Work request: Tally the lines below that contain the word "providers". Only the number should be returned.

[Saved entries]
========
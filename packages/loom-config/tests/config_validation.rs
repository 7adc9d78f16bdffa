use std::{
	env, fs,
	path::PathBuf,
	sync::atomic::{AtomicU64, Ordering},
	time::{SystemTime, UNIX_EPOCH},
};

use toml::Value;

use loom_config::{
	Config, EnvSnapshot, Error, MAX_CANDIDATES_CAP, ModelRegistry, ReasoningEffort, RequestKind,
};

const SAMPLE_CONFIG_TEMPLATE_TOML: &str = include_str!("fixtures/sample_config.template.toml");

fn sample_toml_with(section: &str, key: &str, value: Value) -> String {
	let mut root: Value =
		toml::from_str(SAMPLE_CONFIG_TEMPLATE_TOML).expect("Failed to parse template config.");
	let mut table = root.as_table_mut().expect("Template config must be a table.");

	for part in section.split('.') {
		table = table
			.get_mut(part)
			.and_then(Value::as_table_mut)
			.unwrap_or_else(|| panic!("Template config must include [{section}]."));
	}

	table.insert(key.to_string(), value);

	toml::to_string(&root).expect("Failed to render template config.")
}

fn write_temp_config(payload: String) -> PathBuf {
	static COUNTER: AtomicU64 = AtomicU64::new(0);

	let nanos = SystemTime::now()
		.duration_since(UNIX_EPOCH)
		.expect("System time must be valid.")
		.as_nanos();
	let ordinal = COUNTER.fetch_add(1, Ordering::SeqCst);
	let pid = std::process::id();
	let mut path = env::temp_dir();

	path.push(format!("loom_config_test_{nanos}_{pid}_{ordinal}.toml"));

	fs::write(&path, payload).expect("Failed to write test config.");

	path
}

fn load_payload(payload: String, env: &EnvSnapshot) -> loom_config::Result<Config> {
	let path = write_temp_config(payload);
	let result = loom_config::load_with_env(&path, env);

	fs::remove_file(&path).expect("Failed to remove test config.");

	result
}

fn expect_validation(result: loom_config::Result<Config>, needle: &str) {
	match result {
		Err(Error::Validation { message }) => {
			assert!(message.contains(needle), "Unexpected error message: {message}");
		},
		Err(err) => panic!("Expected validation error, got {err}."),
		Ok(_) => panic!("Expected validation error containing {needle:?}."),
	}
}

#[test]
fn sample_config_loads_and_trims_api_base() {
	let cfg = load_payload(SAMPLE_CONFIG_TEMPLATE_TOML.to_string(), &EnvSnapshot::default())
		.expect("Sample config must load.");

	assert_eq!(cfg.providers.responses.api_base, "https://api.openai.com");
	assert_eq!(cfg.finder.max_candidates, 30);
	assert_eq!(cfg.finder.top_k, 5);
}

#[test]
fn env_overrides_finder_limits() {
	let env = EnvSnapshot::from_pairs([("FINDER_MAX_CANDIDATES", "12"), ("FINDER_TOP_K", "3")]);
	let cfg = load_payload(SAMPLE_CONFIG_TEMPLATE_TOML.to_string(), &env)
		.expect("Config with env overrides must load.");

	assert_eq!(cfg.finder.max_candidates, 12);
	assert_eq!(cfg.finder.top_k, 3);
}

#[test]
fn non_numeric_env_limit_is_rejected() {
	let env = EnvSnapshot::from_pairs([("FINDER_TOP_K", "many")]);

	expect_validation(
		load_payload(SAMPLE_CONFIG_TEMPLATE_TOML.to_string(), &env),
		"FINDER_TOP_K must be a non-negative integer",
	);
}

#[test]
fn env_limits_above_cap_are_clamped() {
	let env = EnvSnapshot::from_pairs([("FINDER_MAX_CANDIDATES", "100"), ("FINDER_TOP_K", "100")]);
	let cfg = load_payload(SAMPLE_CONFIG_TEMPLATE_TOML.to_string(), &env)
		.expect("Oversized env limits must be clamped, not rejected.");

	assert_eq!(cfg.finder.candidate_limit(None), MAX_CANDIDATES_CAP as usize);
	assert_eq!(cfg.finder.result_limit(), MAX_CANDIDATES_CAP as usize);
}

#[test]
fn zero_env_limit_is_clamped_to_one() {
	let env = EnvSnapshot::from_pairs([("FINDER_MAX_CANDIDATES", "0")]);
	let cfg = load_payload(SAMPLE_CONFIG_TEMPLATE_TOML.to_string(), &env)
		.expect("Zero env limit must be clamped, not rejected.");

	assert_eq!(cfg.finder.candidate_limit(None), 1);
}

#[test]
fn max_candidates_above_cap_is_rejected() {
	let payload = sample_toml_with("finder", "max_candidates", Value::Integer(61));

	expect_validation(
		load_payload(payload, &EnvSnapshot::default()),
		"finder.max_candidates must be in the range 1-60.",
	);
}

#[test]
fn api_key_falls_back_to_environment() {
	let payload = sample_toml_with("providers.responses", "api_key", Value::String(String::new()));

	expect_validation(
		load_payload(payload.clone(), &EnvSnapshot::default()),
		"providers.responses.api_key must be non-empty",
	);

	let env = EnvSnapshot::from_pairs([("OPENAI_API_KEY", "sk-from-env")]);
	let cfg = load_payload(payload, &env).expect("Env api key must satisfy validation.");

	assert_eq!(cfg.providers.responses.api_key, "sk-from-env");
}

#[test]
fn non_string_default_header_is_rejected() {
	let payload =
		sample_toml_with("providers.responses.default_headers", "x-retries", Value::Integer(3));

	expect_validation(
		load_payload(payload, &EnvSnapshot::default()),
		"default_headers values must be strings.",
	);
}

#[test]
fn candidate_limit_is_clamped_to_cap() {
	let cfg = load_payload(SAMPLE_CONFIG_TEMPLATE_TOML.to_string(), &EnvSnapshot::default())
		.expect("Sample config must load.");

	assert_eq!(cfg.finder.candidate_limit(None), 30);
	assert_eq!(cfg.finder.candidate_limit(Some(7)), 7);
	assert_eq!(cfg.finder.candidate_limit(Some(500)), MAX_CANDIDATES_CAP as usize);
}

#[test]
fn kinds_use_defaults_without_overrides() {
	let registry = ModelRegistry::from_env(&EnvSnapshot::default());
	let finder = registry.resolve(RequestKind::Finder);
	let deep = registry.resolve(RequestKind::ChatDeep);

	assert_eq!(finder.model, "gpt-5-mini");
	assert_eq!(finder.effort, ReasoningEffort::Low);
	assert_eq!(deep.model, "gpt-5");
	assert_eq!(deep.effort, ReasoningEffort::High);
	assert!(!registry.mismatch_warned());
}

#[test]
fn per_kind_override_applies_to_that_kind_only() {
	let env = EnvSnapshot::from_pairs([("OPENAI_MODEL_SUMMARIZE", "summary-model")]);
	let registry = ModelRegistry::from_env(&env);

	assert_eq!(registry.resolve(RequestKind::Summarize).model, "summary-model");
	assert_eq!(registry.resolve(RequestKind::Finder).model, "gpt-5-mini");
}

#[test]
fn conflicting_chat_overrides_prefer_deep_and_warn_once() {
	let env = EnvSnapshot::from_pairs([("OPENAI_MODEL_FAST", "m1"), ("OPENAI_MODEL_DEEP", "m2")]);
	let registry = ModelRegistry::from_env(&env);

	for _ in 0..5 {
		assert_eq!(registry.resolve(RequestKind::ChatFast).model, "m2");
		assert_eq!(registry.resolve(RequestKind::ChatDeep).model, "m2");
	}

	assert!(registry.mismatch_warned());
	// Efforts still differ per kind even though the model is shared.
	assert_eq!(registry.resolve(RequestKind::ChatFast).effort, ReasoningEffort::Low);
	assert_eq!(registry.resolve(RequestKind::ChatDeep).effort, ReasoningEffort::High);
}

#[test]
fn unified_chat_override_wins_without_warning() {
	let env = EnvSnapshot::from_pairs([
		("OPENAI_MODEL_CHAT", "unified"),
		("OPENAI_MODEL_FAST", "m1"),
		("OPENAI_MODEL_DEEP", "m2"),
	]);
	let registry = ModelRegistry::from_env(&env);

	assert_eq!(registry.resolve(RequestKind::ChatFast).model, "unified");
	assert_eq!(registry.resolve(RequestKind::ChatDeep).model, "unified");
	assert!(!registry.mismatch_warned());
}

#[test]
fn single_chat_override_applies_to_both_chained_kinds() {
	let registry = ModelRegistry::from_env(&EnvSnapshot::from_pairs([("OPENAI_MODEL_FAST", "m1")]));

	assert_eq!(registry.resolve(RequestKind::ChatFast).model, "m1");
	assert_eq!(registry.resolve(RequestKind::ChatDeep).model, "m1");
	assert!(!registry.mismatch_warned());
}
========
Task response: 5